Most workflows implement a matrix structure for handling different combinations of builds related to the following: 1. Platform specific optimizations: On windows/linux/mac we allow cpu + optional linking against mkldnn. Each combination is enumerated and ran as part of a matrix build on github actions.

  1. Cuda, optional cudnn: We also allow optional linking against cudnn for gpu routines.

Input parameters:

  1. buildThreads: This is the number of builds threads used for compilation in linbnd4j. This is the equivalent of make -j. For specific platforms that use more memory, 1 is the recommended value.
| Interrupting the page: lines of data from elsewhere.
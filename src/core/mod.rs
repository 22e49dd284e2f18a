//! # Core Module
//!
//! The scan-and-classify engine: folder scanning, provider detection,
//! categorization, filtering and result persistence.

pub mod actions;
pub mod categorizer;
pub mod config;
pub mod detector;
pub mod filter;
pub mod metadata;
pub mod normalize;
pub mod pipeline;
pub mod scanner;
pub mod store;

use serde::{Deserialize, Serialize};
use std::collections::BTreeMap;
use std::path::PathBuf;

/// Normalized tag name mapped to a confidence score in `[0, 1]`.
pub type TagMap = BTreeMap<String, f64>;

/// Auxiliary, provider-independent details for a scanned image.
#[derive(Debug, Clone, Default, Serialize, Deserialize, PartialEq)]
pub struct ImageDetails {
    /// File size in bytes
    #[serde(skip_serializing_if = "Option::is_none")]
    pub size: Option<u64>,
    /// Modification or EXIF capture date, ISO-8601
    #[serde(skip_serializing_if = "Option::is_none")]
    pub date: Option<String>,
    /// Camera make from EXIF (e.g. "Apple")
    #[serde(skip_serializing_if = "Option::is_none")]
    pub camera_make: Option<String>,
    /// Camera model from EXIF (e.g. "iPhone 15 Pro")
    #[serde(skip_serializing_if = "Option::is_none")]
    pub camera_model: Option<String>,
}

impl ImageDetails {
    /// Check if anything was extracted
    pub fn has_data(&self) -> bool {
        self.size.is_some()
            || self.date.is_some()
            || self.camera_make.is_some()
            || self.camera_model.is_some()
    }
}

/// One scanned image with its merged tags.
///
/// Created empty at the start of a file's processing, filled by each
/// detector and the categorizer, then appended to the run's results and
/// never mutated again.
#[derive(Debug, Clone, Serialize, Deserialize, PartialEq)]
pub struct ImageResult {
    /// Path to the image file
    pub file: PathBuf,
    /// Normalized tag names with confidence scores
    #[serde(default, skip_serializing_if = "BTreeMap::is_empty")]
    pub tags: TagMap,
    /// Auxiliary file details (size, dates, camera)
    #[serde(default, skip_serializing_if = "details_is_empty")]
    pub details: ImageDetails,
    /// Provider failures recorded for this file, if any
    #[serde(default, skip_serializing_if = "Vec::is_empty")]
    pub error: Vec<String>,
}

fn details_is_empty(details: &ImageDetails) -> bool {
    !details.has_data()
}

impl ImageResult {
    /// Create an empty result for a file about to be scanned
    pub fn new(file: PathBuf) -> Self {
        Self {
            file,
            tags: TagMap::new(),
            details: ImageDetails::default(),
            error: Vec::new(),
        }
    }

    /// Merge tags from one detector, last writer wins on duplicate keys
    pub fn merge_tags(&mut self, tags: TagMap) {
        self.tags.extend(tags);
    }

    /// Score for a tag, with missing treated as 0
    pub fn tag_score(&self, tag: &str) -> f64 {
        self.tags.get(tag).copied().unwrap_or(0.0)
    }
}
On self hosted setups, you may use more threads to make builds run faster.

  2. deployToReleaseStaging: 0 or 1. If 1, this will create a staging repository on oss sonatype. Otherwise, it will deploy to ossrh snapshots. Snapshots is the default.

  3. releaseVersion: This is the intended release version to be converted to from snapshots. The update-versions.sh script is run converting the versions of every module to that specific version intended for release. This is what will get uploaded to a staging repository for release. Otherwise, all intended versions should be SNAPSHOT.

  4. snapshotVersion: The current in development snapshot version

  5. releaseRepoId: If blank, then a new staging repository for a version is created. Otherwise, a staging repository id should be obtained from the ossrh nexus sonatype. This releaseRepoId should be passed to subsequent builds so all of the artifacts associated with a version get propagated to 1 place.

  6. serverId: This should be ossrh 90% of the time. A github profile is also available for use with github actions.

  7. modules: The maven modules to build. This is fairly raw and error prone. The intended usage is with the -pl/--projects flag Typical usage is to skip libnd4j builds with something like:

    --pl !libnd4j

    to skip a libnd4j compile. This can speed builds up significantly.

  8. libnd4jDownload/libnd4jUrl: In tandem with modules, you can specify a libnd4j zip file distribution that was compiled before for download. The builds will download a libnd4j distribution and use that for linking. This can be handy when recompiling the nd4j-native/nd4j-cuda backends for a specific platform without needing to recompile the whole c++ codebase. A url in a matrix build will be sourced from a hard coded file name from this repo - each file name will be updated to point to a zip file distribution appropriate for an individual matrix build. This was done because 1 url is not going to be suitable for individual matrix builds.

  9. runsOn: This is the operating system upon which to run the build. For linux, this defaults to ubuntu-16.04. For windows, windows-2019. self-hosted can also be specified for faster builds.

Matrix builds

Many configurations on cpu and cuda require a matrix based build structure to capture the various combinations of optimization and software versions people may want to use. In order to accomodate these workflows, we need to attach variables proxying the values of the manual inputs to the individual matrix workers themselves. These parameters are analogous to the above described parameters. Note we will not repeat the descriptions here, but the values can be seen from their values in the form of $ where SOME_VALUE is one of the values above.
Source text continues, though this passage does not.